[Source records]

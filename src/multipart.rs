//! Structured multipart form data.

use bytes::Bytes;

use crate::values::Values;

/// A structured `multipart/form-data` payload: plain text fields plus file
/// parts, carried on the request for the transport to encode.
#[derive(Debug, Clone, Default, PartialEq)]
pub struct MultipartForm {
    /// Plain text fields.
    pub values: Values,
    /// File parts, in attachment order.
    pub files: Vec<FilePart>,
}

impl MultipartForm {
    /// An empty form.
    pub fn new() -> Self {
        Self::default()
    }

    /// Append a plain text field.
    pub fn value(mut self, key: impl Into<String>, value: impl Into<String>) -> Self {
        self.values.append(key, value);
        self
    }

    /// Append a file part.
    pub fn file(mut self, part: FilePart) -> Self {
        self.files.push(part);
        self
    }
}

/// One file attachment of a [`MultipartForm`].
#[derive(Debug, Clone, PartialEq)]
pub struct FilePart {
    /// Field name the part is filed under.
    pub name: String,
    /// Client-side file name, if any.
    pub filename: Option<String>,
    /// MIME type of the content.
    pub content_type: String,
    /// Raw content bytes.
    pub content: Bytes,
}

impl FilePart {
    /// A part named `name` holding `content`, typed `application/octet-stream`.
    pub fn new(name: impl Into<String>, content: impl Into<Bytes>) -> Self {
        Self {
            name: name.into(),
            filename: None,
            content_type: mime::APPLICATION_OCTET_STREAM.to_string(),
            content: content.into(),
        }
    }

    /// Set the client-side file name.
    pub fn with_filename(mut self, filename: impl Into<String>) -> Self {
        self.filename = Some(filename.into());
        self
    }

    /// Set the MIME type of the content.
    pub fn with_content_type(mut self, content_type: impl Into<String>) -> Self {
        self.content_type = content_type.into();
        self
    }
}
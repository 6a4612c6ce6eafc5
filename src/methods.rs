//! Per-method entry points over [`new`](crate::new), [`send`](crate::send),
//! and [`Client`].
//!
//! Three entry points per standard HTTP method: build a request, dispatch
//! through the default transport, and dispatch through a client. All are
//! single-line delegations.

use crate::client::Client;
use crate::error::Result;
use crate::option::Opt;
use crate::request::Request;
use crate::response::Response;
use crate::{new, send};

/// Build a new GET request.
pub fn new_get(url: &str, opts: impl Opt) -> Result<Request> {
    new("GET", url, opts)
}

/// Make a GET request through the default transport.
pub fn get(url: &str, opts: impl Opt) -> Result<Response> {
    send("GET", url, opts)
}

/// Build a new HEAD request.
pub fn new_head(url: &str, opts: impl Opt) -> Result<Request> {
    new("HEAD", url, opts)
}

/// Make a HEAD request through the default transport.
pub fn head(url: &str, opts: impl Opt) -> Result<Response> {
    send("HEAD", url, opts)
}

/// Build a new POST request.
pub fn new_post(url: &str, opts: impl Opt) -> Result<Request> {
    new("POST", url, opts)
}

/// Make a POST request through the default transport.
pub fn post(url: &str, opts: impl Opt) -> Result<Response> {
    send("POST", url, opts)
}

/// Build a new PUT request.
pub fn new_put(url: &str, opts: impl Opt) -> Result<Request> {
    new("PUT", url, opts)
}

/// Make a PUT request through the default transport.
pub fn put(url: &str, opts: impl Opt) -> Result<Response> {
    send("PUT", url, opts)
}

/// Build a new PATCH request.
pub fn new_patch(url: &str, opts: impl Opt) -> Result<Request> {
    new("PATCH", url, opts)
}

/// Make a PATCH request through the default transport.
pub fn patch(url: &str, opts: impl Opt) -> Result<Response> {
    send("PATCH", url, opts)
}

/// Build a new DELETE request.
pub fn new_delete(url: &str, opts: impl Opt) -> Result<Request> {
    new("DELETE", url, opts)
}

/// Make a DELETE request through the default transport.
pub fn delete(url: &str, opts: impl Opt) -> Result<Response> {
    send("DELETE", url, opts)
}

/// Build a new CONNECT request.
pub fn new_connect(url: &str, opts: impl Opt) -> Result<Request> {
    new("CONNECT", url, opts)
}

/// Make a CONNECT request through the default transport.
pub fn connect(url: &str, opts: impl Opt) -> Result<Response> {
    send("CONNECT", url, opts)
}

/// Build a new OPTIONS request.
pub fn new_options(url: &str, opts: impl Opt) -> Result<Request> {
    new("OPTIONS", url, opts)
}

/// Make an OPTIONS request through the default transport.
pub fn options(url: &str, opts: impl Opt) -> Result<Response> {
    send("OPTIONS", url, opts)
}

/// Build a new TRACE request.
pub fn new_trace(url: &str, opts: impl Opt) -> Result<Request> {
    new("TRACE", url, opts)
}

/// Make a TRACE request through the default transport.
pub fn trace(url: &str, opts: impl Opt) -> Result<Response> {
    send("TRACE", url, opts)
}

impl Client {
    /// Make a GET request through this client.
    pub fn get(&self, opts: impl Opt) -> Result<Response> {
        self.send("GET", opts)
    }

    /// Make a HEAD request through this client.
    pub fn head(&self, opts: impl Opt) -> Result<Response> {
        self.send("HEAD", opts)
    }

    /// Make a POST request through this client.
    pub fn post(&self, opts: impl Opt) -> Result<Response> {
        self.send("POST", opts)
    }

    /// Make a PUT request through this client.
    pub fn put(&self, opts: impl Opt) -> Result<Response> {
        self.send("PUT", opts)
    }

    /// Make a PATCH request through this client.
    pub fn patch(&self, opts: impl Opt) -> Result<Response> {
        self.send("PATCH", opts)
    }

    /// Make a DELETE request through this client.
    pub fn delete(&self, opts: impl Opt) -> Result<Response> {
        self.send("DELETE", opts)
    }

    /// Make a CONNECT request through this client.
    pub fn connect(&self, opts: impl Opt) -> Result<Response> {
        self.send("CONNECT", opts)
    }

    /// Make an OPTIONS request through this client.
    pub fn options(&self, opts: impl Opt) -> Result<Response> {
        self.send("OPTIONS", opts)
    }

    /// Make a TRACE request through this client.
    pub fn trace(&self, opts: impl Opt) -> Result<Response> {
        self.send("TRACE", opts)
    }
}
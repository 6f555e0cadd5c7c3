//! Cooperative cancellation for job runs.

use std::sync::atomic::{AtomicBool, Ordering};
use std::sync::Arc;
use std::time::{Duration, Instant};

/// A cancellation token with an optional deadline.
///
/// Clones share the same flag, so a token handed to a signal handler or a
/// watchdog thread cancels every run holding a clone. The executor checks
/// the token before starting each step; steps may poll it while they wait
/// on long operations.
#[derive(Debug, Clone, Default)]
pub struct Cancellation {
    flag: Arc<AtomicBool>,
    deadline: Option<Instant>,
}

impl Cancellation {
    /// A token that is never cancelled unless [`cancel`](Self::cancel) is called.
    pub fn new() -> Self {
        Self::default()
    }

    /// A token that also trips once `deadline` has passed.
    pub fn with_deadline(deadline: Instant) -> Self {
        Self {
            flag: Arc::default(),
            deadline: Some(deadline),
        }
    }

    /// A token that trips `timeout` from now.
    ///
    /// A timeout too large to represent as an instant means no deadline.
    pub fn with_timeout(timeout: Duration) -> Self {
        match Instant::now().checked_add(timeout) {
            Some(deadline) => Self::with_deadline(deadline),
            None => Self::new(),
        }
    }

    pub fn cancel(&self) {
        self.flag.store(true, Ordering::SeqCst);
    }

    pub fn is_cancelled(&self) -> bool {
        self.flag.load(Ordering::SeqCst)
            || self.deadline.is_some_and(|d| Instant::now() >= d)
    }

    pub fn deadline(&self) -> Option<Instant> {
        self.deadline
    }

    /// Time left before the deadline. `None` when there is no deadline.
    pub fn remaining(&self) -> Option<Duration> {
        self.deadline
            .map(|d| d.saturating_duration_since(Instant::now()))
    }
}

#[cfg(test)]
mod tests {
    use super::*;
    use std::thread;

    #[test]
    fn fresh_token_is_not_cancelled() {
        let token = Cancellation::new();
        assert!(!token.is_cancelled());
        assert!(token.deadline().is_none());
        assert!(token.remaining().is_none());
    }

    #[test]
    fn cancel_is_shared_between_clones() {
        let token = Cancellation::new();
        let clone = token.clone();
        clone.cancel();
        assert!(token.is_cancelled());
    }

    #[test]
    fn cancel_from_another_thread() {
        let token = Cancellation::new();
        let remote = token.clone();
        thread::spawn(move || remote.cancel()).join().unwrap();
        assert!(token.is_cancelled());
    }

    #[test]
    fn passed_deadline_cancels() {
        let token = Cancellation::with_deadline(Instant::now());
        assert!(token.is_cancelled());
        assert_eq!(token.remaining(), Some(Duration::ZERO));
    }

    #[test]
    fn future_deadline_does_not_cancel() {
        let token = Cancellation::with_timeout(Duration::from_secs(3600));
        assert!(!token.is_cancelled());
        assert!(token.remaining().unwrap() > Duration::from_secs(3500));
    }

    #[test]
    fn unbounded_timeout_has_no_deadline() {
        let token = Cancellation::with_timeout(Duration::MAX);
        assert!(token.deadline().is_none());
        assert!(!token.is_cancelled());
    }
}
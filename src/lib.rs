//! e2e-harness - End-to-end test orchestration.
//!
//! Provisions test infrastructure, installs the product under test and runs
//! validation scenarios as fail-fast sequences of steps, with leveled
//! diagnostics that can be dumped to disk when a run fails.
//!
//! # Modules
//!
//! - [`cli`] - Command-line interface and argument parsing
//! - [`config`] - Settings file loading and logging configuration
//! - [`diagnostics`] - Leveled, colorized logging with failure dumps
//! - [`error`] - Error types and result aliases
//! - [`harness`] - Running jobs with the shared logger
//! - [`jobs`] - Cluster create/delete jobs
//! - [`runner`] - Jobs, scenarios, the execution context and the executor
//! - [`shell`] - External program execution
//! - [`steps`] - The step capability and built-in steps
//!
//! # Example
//!
//! ```
//! use e2e_harness::diagnostics::Logger;
//! use e2e_harness::runner::{Cancellation, Job};
//! use e2e_harness::steps::{FnStep, Outputs, StepContext};
//!
//! let mut job = Job::new("smoke");
//! job.add_step(
//!     FnStep::new("hello", |ctx: &StepContext<'_>| {
//!         ctx.logger().info("hello from a step");
//!         Ok(Outputs::new().with("greeted", true))
//!     }),
//!     None,
//! );
//!
//! let report = job.run(&Logger::silent(), &Cancellation::new());
//! assert!(report.success());
//! ```

pub mod cli;
pub mod config;
pub mod diagnostics;
pub mod error;
pub mod harness;
pub mod jobs;
pub mod runner;
pub mod shell;
pub mod steps;

pub use error::{HarnessError, Result};
//! Log severities, their verbosity tiers, and how they look.

use console::Style;
use std::fmt;

/// Icon used for severities without a dedicated one.
const FALLBACK_ICON: &str = "ℹ";

/// Severity of a diagnostics line.
///
/// Severities are grouped into tiers. A line is emitted when its tier is
/// at or below the configured verbosity, so raising the verbosity only
/// ever adds output.
#[derive(Debug, Clone, Copy, PartialEq, Eq, Hash)]
pub enum Severity {
    /// Always announced (job and step boundaries).
    Always,
    /// Something finished successfully.
    Success,
    /// Use of a deprecated option or behavior.
    Deprecated,
    /// A failure that stops the job.
    Critical,
    /// Something worth a second look.
    Warning,
    /// Progress detail.
    Info,
    /// Everything else.
    Debug,
}

impl Severity {
    /// Every severity, most important first.
    pub const ALL: [Severity; 7] = [
        Severity::Always,
        Severity::Success,
        Severity::Deprecated,
        Severity::Critical,
        Severity::Warning,
        Severity::Info,
        Severity::Debug,
    ];

    /// Verbosity tier at which this severity starts being emitted.
    pub fn tier(self) -> u8 {
        match self {
            Self::Always | Self::Success | Self::Deprecated => 0,
            Self::Critical => 1,
            Self::Warning => 2,
            Self::Info => 3,
            Self::Debug => 4,
        }
    }

    /// Whether a logger at `verbosity` emits this severity.
    pub fn is_enabled_at(self, verbosity: u8) -> bool {
        self.tier() <= verbosity
    }

    /// Icon shown in the line prefix.
    pub fn icon(self) -> &'static str {
        match self {
            Self::Always => "✿",
            Self::Critical => "✖",
            Self::Info => "ℹ",
            Self::Debug => "▶",
            Self::Success => "✔",
            Self::Warning => "!",
            _ => FALLBACK_ICON,
        }
    }

    /// Color a whole line is wrapped in when the colorized sink is active.
    pub fn style(self) -> Style {
        match self {
            Self::Always | Self::Debug | Self::Warning => Style::new().green(),
            Self::Critical => Style::new().red(),
            Self::Info | Self::Success => Style::new().cyan(),
            _ => Style::new().cyan(),
        }
    }

    /// Lowercase name, used in dumps and tracing fields.
    pub fn label(self) -> &'static str {
        match self {
            Self::Always => "always",
            Self::Success => "success",
            Self::Deprecated => "deprecated",
            Self::Critical => "critical",
            Self::Warning => "warning",
            Self::Info => "info",
            Self::Debug => "debug",
        }
    }
}

impl fmt::Display for Severity {
    fn fmt(&self, f: &mut fmt::Formatter<'_>) -> fmt::Result {
        f.write_str(self.label())
    }
}

/// Whether a logger at verbosity `level` emits `severity`.
///
/// Any level at or above the debug tier enables everything.
pub fn threshold_enables(level: u8, severity: Severity) -> bool {
    severity.is_enabled_at(level)
}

Work request:
Please copy, exactly and with nothing else, the lines above beginning at the line that has "Plain text fields." and ending with the line that has "a file part.".

Solved problem:
    /// Plain text fields.
    pub values: Values,
    /// File parts, in attachment order.
    pub files: Vec<FilePart>,
}

impl MultipartForm {
    /// An empty form.
    pub fn new() -> Self {
        Self::default()
    }

    /// Append a plain text field.
    pub fn value(mut self, key: impl Into<String>, value: impl Into<String>) -> Self {
        self.values.append(key, value);
        self
    }

    /// Append a file part.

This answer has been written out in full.